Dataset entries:
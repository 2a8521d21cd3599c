//! HTTP page agent implementation
//!
//! This module drives a crawl session over plain HTTP, including:
//! - Building the HTTP client with the configured user agent and timeouts
//! - Classifying transport failures and status codes into crawl errors
//! - Answering element queries against the last fetched document
//! - Moving between review pages through the site's page query parameter
//! - Writing the current document to disk as a diagnostic capture

use crate::config::CrawlerConfig;
use crate::crawler::{ElementSnapshot, PageAgent, RenderedPage};
use crate::error::CrawlError;
use crate::sites::SiteId;
use async_trait::async_trait;
use chrono::Utc;
use reqwest::header::RETRY_AFTER;
use reqwest::{Client, Response, StatusCode};
use scraper::{Html, Selector};
use std::path::PathBuf;
use std::time::Duration;
use tokio::sync::Mutex;
use tracing::{debug, warn};
use url::Url;

/// Mutable state of one session
#[derive(Debug, Default)]
struct Session {
    /// URL passed to the last successful `navigate`
    product_url: Option<Url>,

    /// Document currently "rendered"
    current: Option<RenderedPage>,

    closed: bool,
}

/// [`PageAgent`] backed by a reqwest client
///
/// Documents are static once fetched, so element waits resolve immediately against
/// the current document instead of polling.
#[derive(Debug)]
pub struct HttpPageAgent {
    site: SiteId,
    client: Client,
    screenshot_dir: PathBuf,
    session: Mutex<Session>,
}

impl HttpPageAgent {
    /// Builds an agent for `site` from the crawler configuration
    ///
    /// # Arguments
    ///
    /// * `site` - Site whose pagination scheme the agent follows
    /// * `config` - Crawler configuration (user agent, timeouts, capture directory)
    ///
    /// # Returns
    ///
    /// * `Ok(HttpPageAgent)` - Ready to navigate
    /// * `Err(HarvestError::Http)` - The HTTP client could not be built
    pub fn new(site: SiteId, config: &CrawlerConfig) -> crate::Result<Self> {
        let client = Client::builder()
            .user_agent(config.user_agent.as_str())
            .timeout(config.navigation_timeout())
            .connect_timeout(Duration::from_secs(10))
            .gzip(true)
            .brotli(true)
            .build()?;

        Ok(Self {
            site,
            client,
            screenshot_dir: PathBuf::from(&config.screenshot_dir),
            session: Mutex::new(Session::default()),
        })
    }

    pub fn site(&self) -> SiteId {
        self.site
    }

    /// Fetches `url` and turns the response into a rendered page
    async fn fetch(&self, url: &str) -> Result<RenderedPage, CrawlError> {
        debug!("Fetching: {}", url);

        let response = self
            .client
            .get(url)
            .send()
            .await
            .map_err(classify_request_error)?;

        let response = check_status(response)?;
        let final_url = response.url().to_string();
        let body = response.text().await.map_err(classify_request_error)?;

        Ok(RenderedPage::new(final_url, body))
    }

    /// Copy of the current document's HTML
    async fn current_html(&self) -> Result<String, CrawlError> {
        let session = self.session.lock().await;
        if session.closed {
            return Err(CrawlError::page_agent("Session is closed"));
        }
        session
            .current
            .as_ref()
            .map(|page| page.html.clone())
            .ok_or_else(|| CrawlError::page_agent("No page has been loaded"))
    }
}

/// Maps a reqwest failure onto the crawl error taxonomy
pub fn classify_request_error(error: reqwest::Error) -> CrawlError {
    let crawl_error = if error.is_timeout() {
        CrawlError::timeout(format!("Request timed out: {}", error))
    } else if error.is_builder() {
        CrawlError::navigation(format!("Invalid request: {}", error))
    } else if error.is_connect() {
        CrawlError::network(format!("Connection failed: {}", error))
    } else if error.is_decode() || error.is_body() {
        CrawlError::network(format!("Failed to read response body: {}", error))
    } else {
        CrawlError::network(error.to_string())
    };

    crawl_error.with_source(error)
}

/// Rejects non-success statuses
fn check_status(response: Response) -> Result<Response, CrawlError> {
    let status = response.status();

    if status == StatusCode::NOT_FOUND {
        return Err(CrawlError::page_not_found(format!(
            "Page not found: {}",
            response.url()
        )));
    }

    if status == StatusCode::TOO_MANY_REQUESTS {
        let retry_after = response
            .headers()
            .get(RETRY_AFTER)
            .and_then(|v| v.to_str().ok())
            .and_then(|v| v.trim().parse::<u64>().ok())
            .map(Duration::from_secs);
        return Err(CrawlError::rate_limited(retry_after));
    }

    if !status.is_success() {
        return Err(CrawlError::http(status.as_u16()));
    }

    Ok(response)
}

/// Runs `selector` against `html` and snapshots every match
///
/// # Returns
///
/// * `Ok(Vec<ElementSnapshot>)` - Matches in document order, possibly empty
/// * `Err(CrawlError)` - The selector itself is invalid
pub fn select_elements(html: &str, selector: &str) -> Result<Vec<ElementSnapshot>, CrawlError> {
    let parsed = Selector::parse(selector)
        .map_err(|e| CrawlError::parsing(format!("Invalid selector '{}': {}", selector, e)))?;
    let document = Html::parse_document(html);

    Ok(document
        .select(&parsed)
        .map(|element| ElementSnapshot {
            html: element.html(),
            text: element
                .text()
                .map(str::trim)
                .filter(|t| !t.is_empty())
                .collect::<Vec<_>>()
                .join(" "),
        })
        .collect())
}

#[async_trait]
impl PageAgent for HttpPageAgent {
    async fn navigate(&self, url: &str) -> Result<(), CrawlError> {
        let parsed = Url::parse(url)
            .map_err(|e| CrawlError::navigation(format!("Invalid URL '{}': {}", url, e)))?;

        if self.session.lock().await.closed {
            return Err(CrawlError::page_agent("Session is closed"));
        }

        let page = self.fetch(parsed.as_str()).await?;

        let mut session = self.session.lock().await;
        session.product_url = Some(parsed);
        session.current = Some(page);
        Ok(())
    }

    async fn wait_for_element(
        &self,
        selector: &str,
        _timeout: Duration,
    ) -> Result<ElementSnapshot, CrawlError> {
        let html = self.current_html().await?;
        select_elements(&html, selector)?
            .into_iter()
            .next()
            .ok_or_else(|| CrawlError::element_not_found(selector))
    }

    async fn wait_for_elements(
        &self,
        selector: &str,
        _timeout: Duration,
    ) -> Result<Vec<ElementSnapshot>, CrawlError> {
        let html = self.current_html().await?;
        let elements = select_elements(&html, selector)?;
        if elements.is_empty() {
            return Err(CrawlError::element_not_found(selector));
        }
        Ok(elements)
    }

    async fn current_url(&self) -> Option<String> {
        let session = self.session.lock().await;
        session.current.as_ref().map(|page| page.url.clone())
    }

    async fn advance_page(&self, page_number: u32) -> Result<bool, CrawlError> {
        let product_url = {
            let session = self.session.lock().await;
            if session.closed {
                return Err(CrawlError::page_agent("Session is closed"));
            }
            match &session.product_url {
                Some(url) => url.clone(),
                None => return Err(CrawlError::page_agent("No page has been loaded")),
            }
        };

        let target = self
            .site
            .profile()
            .review_page_url(&product_url, page_number);

        match self.fetch(target.as_str()).await {
            Ok(page) => {
                self.session.lock().await.current = Some(page);
                Ok(true)
            }
            Err(e) if matches!(e.kind(), crate::ErrorKind::PageNotFound) => {
                debug!("No review page {} at {}", page_number, target);
                Ok(false)
            }
            Err(e) => Err(e),
        }
    }

    async fn render(&self) -> Result<RenderedPage, CrawlError> {
        let session = self.session.lock().await;
        if session.closed {
            return Err(CrawlError::page_agent("Session is closed"));
        }
        session
            .current
            .clone()
            .ok_or_else(|| CrawlError::page_agent("No page has been loaded"))
    }

    async fn screenshot(&self, label: &str) {
        let Some(page) = self.session.lock().await.current.clone() else {
            debug!("Nothing to capture for '{}'", label);
            return;
        };

        let file_name = format!("{}_{}.html", label, Utc::now().format("%Y%m%d_%H%M%S"));
        let path = self.screenshot_dir.join(file_name);

        if let Err(e) = tokio::fs::create_dir_all(&self.screenshot_dir).await {
            warn!(
                "Failed to create capture directory {}: {}",
                self.screenshot_dir.display(),
                e
            );
            return;
        }

        match tokio::fs::write(&path, page.html.as_bytes()).await {
            Ok(()) => debug!("Saved capture: {}", path.display()),
            Err(e) => warn!("Failed to save capture {}: {}", path.display(), e),
        }
    }

    async fn close(&self) -> Result<(), CrawlError> {
        let mut session = self.session.lock().await;
        if !session.closed {
            session.closed = true;
            session.current = None;
            session.product_url = None;
            debug!("Closed {} page agent", self.site);
        }
        Ok(())
    }
}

WHAT THE TASK REQUIRES:
Lines from the entries that contain the string "CrawlerConfig" are what must be copied.

WRITTEN RESPONSE:
use crate::config::CrawlerConfig;
    pub fn new(site: SiteId, config: &CrawlerConfig) -> crate::Result<Self> {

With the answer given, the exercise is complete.